**Input:**
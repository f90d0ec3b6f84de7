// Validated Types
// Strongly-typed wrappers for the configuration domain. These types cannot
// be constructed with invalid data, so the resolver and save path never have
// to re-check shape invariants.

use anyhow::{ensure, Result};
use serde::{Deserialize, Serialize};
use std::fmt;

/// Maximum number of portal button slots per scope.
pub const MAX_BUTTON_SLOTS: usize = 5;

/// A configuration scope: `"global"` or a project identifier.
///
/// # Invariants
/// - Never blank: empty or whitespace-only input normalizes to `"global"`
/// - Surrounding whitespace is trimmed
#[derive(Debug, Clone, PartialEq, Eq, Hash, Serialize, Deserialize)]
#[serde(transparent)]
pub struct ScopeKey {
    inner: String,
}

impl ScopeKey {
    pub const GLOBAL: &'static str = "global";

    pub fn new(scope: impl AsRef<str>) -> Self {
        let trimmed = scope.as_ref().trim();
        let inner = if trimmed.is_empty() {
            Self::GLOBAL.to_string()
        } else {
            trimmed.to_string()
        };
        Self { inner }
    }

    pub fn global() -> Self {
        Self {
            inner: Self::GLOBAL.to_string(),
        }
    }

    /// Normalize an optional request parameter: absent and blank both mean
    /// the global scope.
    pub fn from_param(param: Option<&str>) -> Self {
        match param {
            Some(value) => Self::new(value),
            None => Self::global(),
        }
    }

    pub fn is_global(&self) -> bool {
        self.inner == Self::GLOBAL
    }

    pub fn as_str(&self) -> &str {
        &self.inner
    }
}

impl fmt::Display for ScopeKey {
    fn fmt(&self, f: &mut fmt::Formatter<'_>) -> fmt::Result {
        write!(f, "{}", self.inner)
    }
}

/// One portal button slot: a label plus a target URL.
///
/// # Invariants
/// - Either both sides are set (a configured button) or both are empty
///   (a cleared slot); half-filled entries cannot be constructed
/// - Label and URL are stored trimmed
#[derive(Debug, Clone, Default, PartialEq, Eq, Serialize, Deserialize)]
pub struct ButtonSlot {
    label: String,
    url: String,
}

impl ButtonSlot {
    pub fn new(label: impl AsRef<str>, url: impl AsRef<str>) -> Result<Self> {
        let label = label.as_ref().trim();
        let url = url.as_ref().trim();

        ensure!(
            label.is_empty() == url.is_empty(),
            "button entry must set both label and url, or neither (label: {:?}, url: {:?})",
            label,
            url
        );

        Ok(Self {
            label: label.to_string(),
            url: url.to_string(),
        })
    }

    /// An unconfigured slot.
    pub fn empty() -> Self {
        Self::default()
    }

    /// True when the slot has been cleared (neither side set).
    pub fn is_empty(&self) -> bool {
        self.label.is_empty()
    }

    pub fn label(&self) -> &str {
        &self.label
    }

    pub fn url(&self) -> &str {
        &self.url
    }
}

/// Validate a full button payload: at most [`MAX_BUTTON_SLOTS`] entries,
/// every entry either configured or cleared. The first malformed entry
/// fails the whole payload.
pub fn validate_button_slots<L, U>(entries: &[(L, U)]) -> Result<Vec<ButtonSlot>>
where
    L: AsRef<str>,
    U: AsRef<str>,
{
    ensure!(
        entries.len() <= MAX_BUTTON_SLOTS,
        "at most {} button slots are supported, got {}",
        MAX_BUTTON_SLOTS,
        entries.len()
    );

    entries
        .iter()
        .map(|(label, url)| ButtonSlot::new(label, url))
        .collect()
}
---
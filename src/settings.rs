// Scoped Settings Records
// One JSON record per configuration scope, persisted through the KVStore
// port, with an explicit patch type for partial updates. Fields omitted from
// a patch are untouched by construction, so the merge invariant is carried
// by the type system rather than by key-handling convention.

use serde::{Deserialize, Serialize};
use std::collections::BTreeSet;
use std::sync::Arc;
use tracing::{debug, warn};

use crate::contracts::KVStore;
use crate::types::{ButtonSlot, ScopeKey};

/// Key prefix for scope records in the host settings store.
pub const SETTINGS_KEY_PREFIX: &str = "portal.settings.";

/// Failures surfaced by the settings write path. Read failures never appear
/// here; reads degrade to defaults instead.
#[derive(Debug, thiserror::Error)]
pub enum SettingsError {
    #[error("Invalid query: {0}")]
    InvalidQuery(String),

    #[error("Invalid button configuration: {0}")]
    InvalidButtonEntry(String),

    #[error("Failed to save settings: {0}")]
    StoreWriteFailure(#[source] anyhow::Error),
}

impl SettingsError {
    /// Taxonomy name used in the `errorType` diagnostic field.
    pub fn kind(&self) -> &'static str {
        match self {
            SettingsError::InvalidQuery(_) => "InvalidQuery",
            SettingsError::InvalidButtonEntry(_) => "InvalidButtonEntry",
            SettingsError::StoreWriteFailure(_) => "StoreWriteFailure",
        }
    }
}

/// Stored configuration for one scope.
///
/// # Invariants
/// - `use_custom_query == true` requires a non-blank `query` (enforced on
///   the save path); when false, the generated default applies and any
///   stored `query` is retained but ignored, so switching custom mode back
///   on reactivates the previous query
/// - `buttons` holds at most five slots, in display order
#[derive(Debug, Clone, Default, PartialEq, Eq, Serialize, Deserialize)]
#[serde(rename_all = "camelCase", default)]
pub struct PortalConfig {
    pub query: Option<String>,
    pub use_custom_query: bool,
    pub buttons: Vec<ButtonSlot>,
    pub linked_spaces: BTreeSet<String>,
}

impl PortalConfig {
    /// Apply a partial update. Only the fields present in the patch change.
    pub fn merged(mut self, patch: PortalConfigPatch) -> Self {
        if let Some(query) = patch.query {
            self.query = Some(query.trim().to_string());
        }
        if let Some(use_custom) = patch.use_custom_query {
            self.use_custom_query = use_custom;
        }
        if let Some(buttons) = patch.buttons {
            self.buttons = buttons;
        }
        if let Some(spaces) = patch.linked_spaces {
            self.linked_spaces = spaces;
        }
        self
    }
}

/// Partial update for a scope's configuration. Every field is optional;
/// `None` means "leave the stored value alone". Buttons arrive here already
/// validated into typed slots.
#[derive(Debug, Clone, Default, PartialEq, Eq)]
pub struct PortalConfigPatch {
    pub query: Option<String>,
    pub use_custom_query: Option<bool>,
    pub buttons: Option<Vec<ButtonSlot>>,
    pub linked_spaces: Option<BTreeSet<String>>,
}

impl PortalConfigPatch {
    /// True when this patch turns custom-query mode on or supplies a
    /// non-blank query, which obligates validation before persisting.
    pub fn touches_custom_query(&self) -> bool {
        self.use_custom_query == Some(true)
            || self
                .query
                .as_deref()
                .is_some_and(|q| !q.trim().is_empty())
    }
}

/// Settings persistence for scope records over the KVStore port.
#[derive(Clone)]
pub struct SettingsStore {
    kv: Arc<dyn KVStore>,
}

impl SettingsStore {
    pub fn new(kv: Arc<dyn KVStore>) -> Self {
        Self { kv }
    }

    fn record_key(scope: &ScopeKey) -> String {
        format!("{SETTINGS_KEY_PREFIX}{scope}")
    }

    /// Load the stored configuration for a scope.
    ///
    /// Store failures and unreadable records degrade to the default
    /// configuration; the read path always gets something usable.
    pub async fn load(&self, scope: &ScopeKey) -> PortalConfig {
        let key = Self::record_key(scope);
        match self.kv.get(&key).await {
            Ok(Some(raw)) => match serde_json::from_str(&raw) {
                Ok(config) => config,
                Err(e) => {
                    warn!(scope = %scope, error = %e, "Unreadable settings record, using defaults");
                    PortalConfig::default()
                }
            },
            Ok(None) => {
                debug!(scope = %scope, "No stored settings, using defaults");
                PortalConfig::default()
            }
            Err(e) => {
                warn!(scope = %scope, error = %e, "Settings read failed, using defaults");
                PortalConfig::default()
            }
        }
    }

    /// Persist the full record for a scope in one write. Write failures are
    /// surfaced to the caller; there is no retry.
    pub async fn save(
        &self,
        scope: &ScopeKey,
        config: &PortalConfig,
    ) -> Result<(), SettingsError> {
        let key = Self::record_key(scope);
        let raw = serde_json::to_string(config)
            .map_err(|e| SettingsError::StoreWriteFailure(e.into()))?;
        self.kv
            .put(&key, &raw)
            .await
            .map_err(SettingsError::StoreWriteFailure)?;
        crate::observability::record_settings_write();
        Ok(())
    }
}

**Task to carry out:** Find all lines in the records that hold the word "entries". Copy them.

**The completed task:**
///   (a cleared slot); half-filled entries cannot be constructed
/// Validate a full button payload: at most [`MAX_BUTTON_SLOTS`] entries,
pub fn validate_button_slots<L, U>(entries: &[(L, U)]) -> Result<Vec<ButtonSlot>>
        entries.len() <= MAX_BUTTON_SLOTS,
        entries.len()
    entries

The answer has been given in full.